Smith, 44, first became an MP a decade ago when Labour swept into power under Tony Blair and her star has been in the ascendant ever since.

In 1999 she was given a junior role in the Department of Education, and two years later she became Minister of State for Health with responsibility for Social Services. By 2003 she had moved to the DTI overseeing Industry and the Regions, and she was also Deputy Womens' Minister.

Since then, she's been Minister for Schools and since 2006 Chief Whip - a position of ultimate trust for an MP always regarded as a consummate Blairite loyalist.

The only time she's been known to blot her copybook was when she campaigned against the loss of the A&E department at her local hospital, the Alex in Redditch. Like several of her colleagues, the realities of New Labour's health policies forced her into opposing the official line.

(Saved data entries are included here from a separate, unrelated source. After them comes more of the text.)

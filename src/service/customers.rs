//! Customer (party) management.

use super::DealerService;
use crate::backend::StoreBackend;
use crate::entity::{self, new_id, Record};
use crate::error::{Error, Result};
use crate::key::StoreKey;
use crate::models::{Customer, CustomerForm};
use chrono::Utc;

impl<B: StoreBackend> DealerService<B> {
    /// All customers in stored order.
    pub async fn list_customers(&self) -> Result<Vec<Customer>> {
        self.inner.store.load_collection().await
    }

    /// # Errors
    ///
    /// Returns `Error::NotFound` if no customer has this id.
    pub async fn get_customer(&self, id: &str) -> Result<Customer> {
        let customers: Vec<Customer> = self.list_customers().await?;
        entity::find(&customers, id)
            .cloned()
            .ok_or_else(|| Error::not_found(Customer::kind(), id))
    }

    /// Add a customer. Registration status follows the GST number.
    ///
    /// # Errors
    ///
    /// Returns `Error::ValidationError` for a bad form, or a storage error.
    pub async fn create_customer(&self, form: CustomerForm) -> Result<Customer> {
        form.validate()?;
        let mut customers: Vec<Customer> = self.list_customers().await?;

        let now = Utc::now();
        let customer = Customer {
            id: new_id(),
            details: form.into_details(),
            created_at: now,
            updated_at: now,
        };
        customers.push(customer.clone());
        self.inner.store.save(StoreKey::Customers, &customers).await?;

        info!(
            "✓ Customer {} created ({})",
            customer.details.customer_name,
            if customer.is_registered() {
                "registered"
            } else {
                "non-registered"
            }
        );
        Ok(customer)
    }

    /// Replace a customer's fields. Invoices keep the snapshot they were
    /// saved with.
    ///
    /// # Errors
    ///
    /// Returns `Error::ValidationError` for a bad form or `Error::NotFound`
    /// for an unknown id.
    pub async fn update_customer(&self, id: &str, form: CustomerForm) -> Result<Customer> {
        form.validate()?;
        let mut customers: Vec<Customer> = self.list_customers().await?;
        let index = entity::position(&customers, id)
            .ok_or_else(|| Error::not_found(Customer::kind(), id))?;

        let existing = &customers[index];
        let customer = Customer {
            id: existing.id.clone(),
            details: form.into_details(),
            created_at: existing.created_at,
            updated_at: Utc::now(),
        };
        customers[index] = customer.clone();
        self.inner.store.save(StoreKey::Customers, &customers).await?;

        info!("✓ Customer {} updated", customer.details.customer_name);
        Ok(customer)
    }

    /// Remove a customer.
    ///
    /// Invoices and purchases that reference the customer keep their
    /// snapshots; nothing else is touched.
    ///
    /// # Errors
    ///
    /// Returns `Error::NotFound` for an unknown id.
    pub async fn delete_customer(&self, id: &str) -> Result<()> {
        let mut customers: Vec<Customer> = self.list_customers().await?;
        let index = entity::position(&customers, id)
            .ok_or_else(|| Error::not_found(Customer::kind(), id))?;

        let removed = customers.remove(index);
        self.inner.store.save(StoreKey::Customers, &customers).await?;

        info!("✓ Customer {} deleted", removed.details.customer_name);
        Ok(())
    }
}

#[cfg(test)]
mod tests {
    use crate::backend::InMemoryBackend;
    use crate::error::Error;
    use crate::fixtures::customer_form;
    use crate::models::CustomerForm;
    use crate::DealerService;

    #[tokio::test]
    async fn test_customer_crud() {
        let ledger = DealerService::new(InMemoryBackend::new());

        let created = ledger
            .create_customer(customer_form("Uttar Pradesh"))
            .await
            .expect("Failed to create customer");
        assert!(!created.is_registered());

        let updated = ledger
            .update_customer(
                &created.id,
                CustomerForm {
                    gst_no: Some("09AABCU9603R1ZM".into()),
                    ..customer_form("Uttar Pradesh")
                },
            )
            .await
            .expect("Failed to update customer");
        assert!(updated.is_registered());
        assert_eq!(updated.created_at, created.created_at);
        assert_eq!(
            ledger
                .get_customer(&created.id)
                .await
                .expect("Failed to get customer"),
            updated
        );

        ledger
            .delete_customer(&created.id)
            .await
            .expect("Failed to delete customer");
        assert!(ledger
            .list_customers()
            .await
            .expect("Failed to list")
            .is_empty());
    }

    #[tokio::test]
    async fn test_unknown_customer() {
        let ledger = DealerService::new(InMemoryBackend::new());
        let result = ledger.delete_customer("missing").await;
        assert!(matches!(result, Err(Error::NotFound { kind: "customer", .. })));
    }

    #[tokio::test]
    async fn test_invalid_form_writes_nothing() {
        let backend = InMemoryBackend::new();
        let ledger = DealerService::new(backend.clone());
        let result = ledger
            .create_customer(CustomerForm {
                mobile_no: "123".into(),
                ..customer_form("Bihar")
            })
            .await;

        assert!(matches!(result, Err(Error::ValidationError(_))));
        assert!(backend.is_empty().await);
    }
}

Otherwise, though, it's been a full house of pro-government policies - she voted in favour of the Iraq war, student top-up fees and renewing Trident. Promotion was expected, but not quite so far and so quickly.

Other reshuffle highlights:

new Chancellor -Alastair Darling; Foreign Secretary - David Millband; Health - Alan Johnson; Schools and Children - Ed Balls; Justice - Jack Straw; Culture - James Purnell; Transport - Ruth Kelly; Evironment - Hillary Benn.

Key losers - ex Health Secretary Patricia Hewitt; ex Foreign Secretary Margaret Beckett; ex Culture Secretary Tessa Jowell. And, of course, ex Prime Minister Tony Blair.